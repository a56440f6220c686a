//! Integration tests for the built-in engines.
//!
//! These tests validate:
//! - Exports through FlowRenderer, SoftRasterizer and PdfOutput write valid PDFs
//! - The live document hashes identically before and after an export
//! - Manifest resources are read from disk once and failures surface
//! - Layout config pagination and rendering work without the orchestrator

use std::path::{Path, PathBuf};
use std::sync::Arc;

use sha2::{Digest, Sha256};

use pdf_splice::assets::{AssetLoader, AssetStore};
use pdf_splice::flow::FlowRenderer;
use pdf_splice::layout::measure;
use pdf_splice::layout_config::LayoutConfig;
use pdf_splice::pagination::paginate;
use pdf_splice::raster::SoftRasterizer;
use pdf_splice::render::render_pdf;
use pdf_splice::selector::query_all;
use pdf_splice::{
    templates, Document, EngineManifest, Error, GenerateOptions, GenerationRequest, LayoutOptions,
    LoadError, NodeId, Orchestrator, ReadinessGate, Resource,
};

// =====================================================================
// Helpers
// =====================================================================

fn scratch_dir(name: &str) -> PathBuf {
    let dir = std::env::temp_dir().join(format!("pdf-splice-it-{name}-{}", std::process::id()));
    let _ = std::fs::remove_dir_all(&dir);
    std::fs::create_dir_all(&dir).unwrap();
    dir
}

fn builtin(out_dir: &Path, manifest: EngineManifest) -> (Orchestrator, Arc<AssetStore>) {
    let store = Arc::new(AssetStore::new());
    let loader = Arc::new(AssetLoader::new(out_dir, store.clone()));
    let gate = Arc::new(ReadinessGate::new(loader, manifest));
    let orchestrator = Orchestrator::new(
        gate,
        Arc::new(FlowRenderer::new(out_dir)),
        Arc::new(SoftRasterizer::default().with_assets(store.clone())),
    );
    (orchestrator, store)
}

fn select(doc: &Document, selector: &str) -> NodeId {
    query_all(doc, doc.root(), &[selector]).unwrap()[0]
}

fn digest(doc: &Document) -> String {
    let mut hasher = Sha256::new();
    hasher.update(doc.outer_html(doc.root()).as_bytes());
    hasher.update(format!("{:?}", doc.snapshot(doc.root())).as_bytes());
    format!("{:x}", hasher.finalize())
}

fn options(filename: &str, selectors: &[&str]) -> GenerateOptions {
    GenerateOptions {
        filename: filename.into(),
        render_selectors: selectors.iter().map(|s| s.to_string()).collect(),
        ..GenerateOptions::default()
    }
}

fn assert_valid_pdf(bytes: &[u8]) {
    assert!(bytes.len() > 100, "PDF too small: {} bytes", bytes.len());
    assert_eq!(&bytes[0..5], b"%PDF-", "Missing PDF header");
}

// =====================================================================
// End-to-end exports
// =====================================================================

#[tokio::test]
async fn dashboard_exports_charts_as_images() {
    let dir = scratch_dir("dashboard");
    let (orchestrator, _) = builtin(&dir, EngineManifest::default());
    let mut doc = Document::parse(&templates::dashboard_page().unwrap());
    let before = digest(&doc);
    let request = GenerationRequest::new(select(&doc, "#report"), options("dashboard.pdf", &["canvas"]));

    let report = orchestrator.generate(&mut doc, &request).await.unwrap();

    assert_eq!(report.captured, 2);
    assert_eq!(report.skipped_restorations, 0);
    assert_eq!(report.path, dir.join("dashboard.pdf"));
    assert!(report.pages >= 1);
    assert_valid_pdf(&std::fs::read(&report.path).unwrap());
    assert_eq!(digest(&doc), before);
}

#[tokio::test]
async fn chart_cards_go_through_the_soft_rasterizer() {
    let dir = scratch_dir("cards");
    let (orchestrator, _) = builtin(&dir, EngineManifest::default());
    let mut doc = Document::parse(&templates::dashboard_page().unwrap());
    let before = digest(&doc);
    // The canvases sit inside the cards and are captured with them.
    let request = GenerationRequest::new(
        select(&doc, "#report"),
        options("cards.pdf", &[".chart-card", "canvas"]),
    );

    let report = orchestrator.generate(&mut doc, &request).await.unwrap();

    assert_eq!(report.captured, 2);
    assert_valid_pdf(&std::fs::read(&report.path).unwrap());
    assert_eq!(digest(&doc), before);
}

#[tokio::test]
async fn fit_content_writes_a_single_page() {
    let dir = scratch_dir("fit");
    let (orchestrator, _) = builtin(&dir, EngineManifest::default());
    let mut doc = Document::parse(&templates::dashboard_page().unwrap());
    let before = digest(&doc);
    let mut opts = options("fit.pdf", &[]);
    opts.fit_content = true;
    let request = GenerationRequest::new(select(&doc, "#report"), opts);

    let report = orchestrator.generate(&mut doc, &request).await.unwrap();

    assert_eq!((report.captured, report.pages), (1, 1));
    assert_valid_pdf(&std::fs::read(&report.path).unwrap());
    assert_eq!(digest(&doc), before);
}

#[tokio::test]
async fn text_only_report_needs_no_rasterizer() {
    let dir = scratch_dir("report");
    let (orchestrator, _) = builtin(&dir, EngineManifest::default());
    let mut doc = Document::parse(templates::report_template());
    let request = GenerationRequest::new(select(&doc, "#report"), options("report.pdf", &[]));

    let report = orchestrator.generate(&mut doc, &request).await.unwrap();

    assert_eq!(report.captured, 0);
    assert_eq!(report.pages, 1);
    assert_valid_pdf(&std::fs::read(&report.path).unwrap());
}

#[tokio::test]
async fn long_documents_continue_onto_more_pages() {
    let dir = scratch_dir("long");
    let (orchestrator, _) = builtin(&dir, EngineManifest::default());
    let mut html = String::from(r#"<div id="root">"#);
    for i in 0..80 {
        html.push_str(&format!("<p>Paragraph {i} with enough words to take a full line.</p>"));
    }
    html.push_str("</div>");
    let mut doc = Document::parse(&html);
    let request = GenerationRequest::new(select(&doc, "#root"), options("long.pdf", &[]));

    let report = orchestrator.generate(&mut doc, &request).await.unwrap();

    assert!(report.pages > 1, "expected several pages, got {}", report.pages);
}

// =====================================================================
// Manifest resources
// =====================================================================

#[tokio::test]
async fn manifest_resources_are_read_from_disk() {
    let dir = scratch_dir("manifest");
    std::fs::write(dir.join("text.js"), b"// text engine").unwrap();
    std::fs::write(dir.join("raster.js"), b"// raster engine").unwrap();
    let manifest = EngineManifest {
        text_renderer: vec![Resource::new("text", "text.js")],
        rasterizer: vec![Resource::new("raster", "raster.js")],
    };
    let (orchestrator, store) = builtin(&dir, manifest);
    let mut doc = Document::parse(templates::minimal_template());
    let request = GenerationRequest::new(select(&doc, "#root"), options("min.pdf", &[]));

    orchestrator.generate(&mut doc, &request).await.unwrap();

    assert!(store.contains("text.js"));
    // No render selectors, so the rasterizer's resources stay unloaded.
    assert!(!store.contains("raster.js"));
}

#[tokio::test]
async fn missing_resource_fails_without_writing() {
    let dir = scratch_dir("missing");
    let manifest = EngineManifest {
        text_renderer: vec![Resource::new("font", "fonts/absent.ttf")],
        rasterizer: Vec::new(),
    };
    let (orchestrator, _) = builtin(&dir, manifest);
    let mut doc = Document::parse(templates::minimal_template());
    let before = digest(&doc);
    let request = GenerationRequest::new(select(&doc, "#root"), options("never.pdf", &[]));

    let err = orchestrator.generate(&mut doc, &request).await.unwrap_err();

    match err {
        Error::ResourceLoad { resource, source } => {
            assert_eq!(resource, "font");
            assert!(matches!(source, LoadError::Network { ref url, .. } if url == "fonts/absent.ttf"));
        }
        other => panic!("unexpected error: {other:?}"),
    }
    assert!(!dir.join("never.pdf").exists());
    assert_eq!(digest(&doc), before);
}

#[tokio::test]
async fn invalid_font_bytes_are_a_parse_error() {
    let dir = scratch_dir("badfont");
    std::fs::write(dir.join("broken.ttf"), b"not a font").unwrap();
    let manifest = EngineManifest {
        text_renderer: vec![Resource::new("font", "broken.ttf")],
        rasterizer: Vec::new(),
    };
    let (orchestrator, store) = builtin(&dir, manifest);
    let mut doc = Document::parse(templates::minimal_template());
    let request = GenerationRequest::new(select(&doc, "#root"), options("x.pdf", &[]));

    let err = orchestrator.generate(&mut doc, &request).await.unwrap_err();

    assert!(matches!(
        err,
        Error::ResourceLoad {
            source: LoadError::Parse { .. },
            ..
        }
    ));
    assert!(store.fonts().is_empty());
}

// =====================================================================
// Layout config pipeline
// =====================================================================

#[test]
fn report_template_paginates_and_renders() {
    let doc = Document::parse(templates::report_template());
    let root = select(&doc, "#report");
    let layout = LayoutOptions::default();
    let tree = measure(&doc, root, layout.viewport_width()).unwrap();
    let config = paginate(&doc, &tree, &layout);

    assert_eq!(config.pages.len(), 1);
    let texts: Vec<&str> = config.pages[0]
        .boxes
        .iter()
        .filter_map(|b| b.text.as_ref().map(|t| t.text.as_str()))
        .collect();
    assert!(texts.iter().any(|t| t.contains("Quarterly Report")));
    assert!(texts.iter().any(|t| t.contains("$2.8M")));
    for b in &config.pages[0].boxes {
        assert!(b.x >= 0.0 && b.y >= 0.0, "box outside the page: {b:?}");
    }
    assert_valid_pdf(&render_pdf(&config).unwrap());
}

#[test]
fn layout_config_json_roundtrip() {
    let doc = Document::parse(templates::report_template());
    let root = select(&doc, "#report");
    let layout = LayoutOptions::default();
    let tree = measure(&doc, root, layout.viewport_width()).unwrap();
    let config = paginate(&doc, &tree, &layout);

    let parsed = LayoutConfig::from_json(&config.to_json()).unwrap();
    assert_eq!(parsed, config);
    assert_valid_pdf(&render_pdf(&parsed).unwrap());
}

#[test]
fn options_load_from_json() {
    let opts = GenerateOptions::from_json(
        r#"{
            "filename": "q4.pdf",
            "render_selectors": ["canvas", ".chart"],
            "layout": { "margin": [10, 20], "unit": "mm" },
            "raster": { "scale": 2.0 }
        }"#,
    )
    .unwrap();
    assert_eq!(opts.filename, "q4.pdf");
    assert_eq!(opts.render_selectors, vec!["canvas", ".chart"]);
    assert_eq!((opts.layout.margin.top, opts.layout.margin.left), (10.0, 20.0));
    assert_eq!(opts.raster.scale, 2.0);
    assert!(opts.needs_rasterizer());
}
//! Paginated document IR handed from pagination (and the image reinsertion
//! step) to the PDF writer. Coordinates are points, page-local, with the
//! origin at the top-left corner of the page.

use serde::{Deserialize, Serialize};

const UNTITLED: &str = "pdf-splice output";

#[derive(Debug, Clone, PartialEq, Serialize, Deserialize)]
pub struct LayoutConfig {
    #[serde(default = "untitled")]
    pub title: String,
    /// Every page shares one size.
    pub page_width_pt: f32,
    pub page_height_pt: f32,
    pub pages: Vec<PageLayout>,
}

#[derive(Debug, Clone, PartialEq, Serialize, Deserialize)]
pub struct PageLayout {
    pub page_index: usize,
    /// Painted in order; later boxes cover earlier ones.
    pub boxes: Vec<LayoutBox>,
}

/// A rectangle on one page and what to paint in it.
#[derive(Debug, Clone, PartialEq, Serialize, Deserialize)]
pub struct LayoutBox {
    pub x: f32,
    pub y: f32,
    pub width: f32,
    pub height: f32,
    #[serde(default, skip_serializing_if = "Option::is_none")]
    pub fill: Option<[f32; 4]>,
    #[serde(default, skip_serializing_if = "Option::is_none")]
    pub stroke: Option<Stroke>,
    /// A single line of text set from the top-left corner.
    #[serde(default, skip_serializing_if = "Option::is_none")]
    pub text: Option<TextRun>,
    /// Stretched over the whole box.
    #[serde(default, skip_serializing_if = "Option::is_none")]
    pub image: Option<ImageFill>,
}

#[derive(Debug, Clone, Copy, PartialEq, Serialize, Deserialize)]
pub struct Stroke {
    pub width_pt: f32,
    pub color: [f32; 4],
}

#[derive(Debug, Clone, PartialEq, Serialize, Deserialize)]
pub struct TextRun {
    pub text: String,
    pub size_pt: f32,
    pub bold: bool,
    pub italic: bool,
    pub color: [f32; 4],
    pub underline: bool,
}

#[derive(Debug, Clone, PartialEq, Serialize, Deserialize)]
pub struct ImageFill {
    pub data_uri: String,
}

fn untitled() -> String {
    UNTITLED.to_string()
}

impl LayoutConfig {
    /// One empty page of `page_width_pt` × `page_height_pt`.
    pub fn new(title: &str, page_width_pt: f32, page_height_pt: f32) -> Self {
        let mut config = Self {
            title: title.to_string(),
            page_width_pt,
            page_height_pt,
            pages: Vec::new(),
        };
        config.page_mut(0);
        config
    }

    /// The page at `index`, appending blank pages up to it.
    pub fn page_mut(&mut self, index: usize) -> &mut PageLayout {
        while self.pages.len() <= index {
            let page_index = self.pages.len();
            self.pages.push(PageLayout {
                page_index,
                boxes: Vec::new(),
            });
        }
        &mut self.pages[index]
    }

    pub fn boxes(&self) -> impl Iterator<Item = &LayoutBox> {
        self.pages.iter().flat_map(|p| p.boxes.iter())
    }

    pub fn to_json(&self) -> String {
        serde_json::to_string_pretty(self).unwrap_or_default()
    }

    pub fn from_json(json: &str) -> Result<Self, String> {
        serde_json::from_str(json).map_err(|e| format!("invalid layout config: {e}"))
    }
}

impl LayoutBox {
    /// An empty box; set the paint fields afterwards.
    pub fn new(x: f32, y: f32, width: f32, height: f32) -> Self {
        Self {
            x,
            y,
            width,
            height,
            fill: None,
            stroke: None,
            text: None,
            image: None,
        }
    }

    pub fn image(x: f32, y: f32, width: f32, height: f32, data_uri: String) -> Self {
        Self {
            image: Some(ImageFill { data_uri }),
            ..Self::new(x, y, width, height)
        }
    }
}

REQUIREMENT: Quote the data above from the line containing "pub fn new(title: &str, page_width_pt: f32, page_height_pt: f32)" to the line containing "config.page_mut(0);", inclusive, and stop.

ANSWER TO THIS PROBLEM:
    pub fn new(title: &str, page_width_pt: f32, page_height_pt: f32) -> Self {
        let mut config = Self {
            title: title.to_string(),
            page_width_pt,
            page_height_pt,
            pages: Vec::new(),
        };
        config.page_mut(0);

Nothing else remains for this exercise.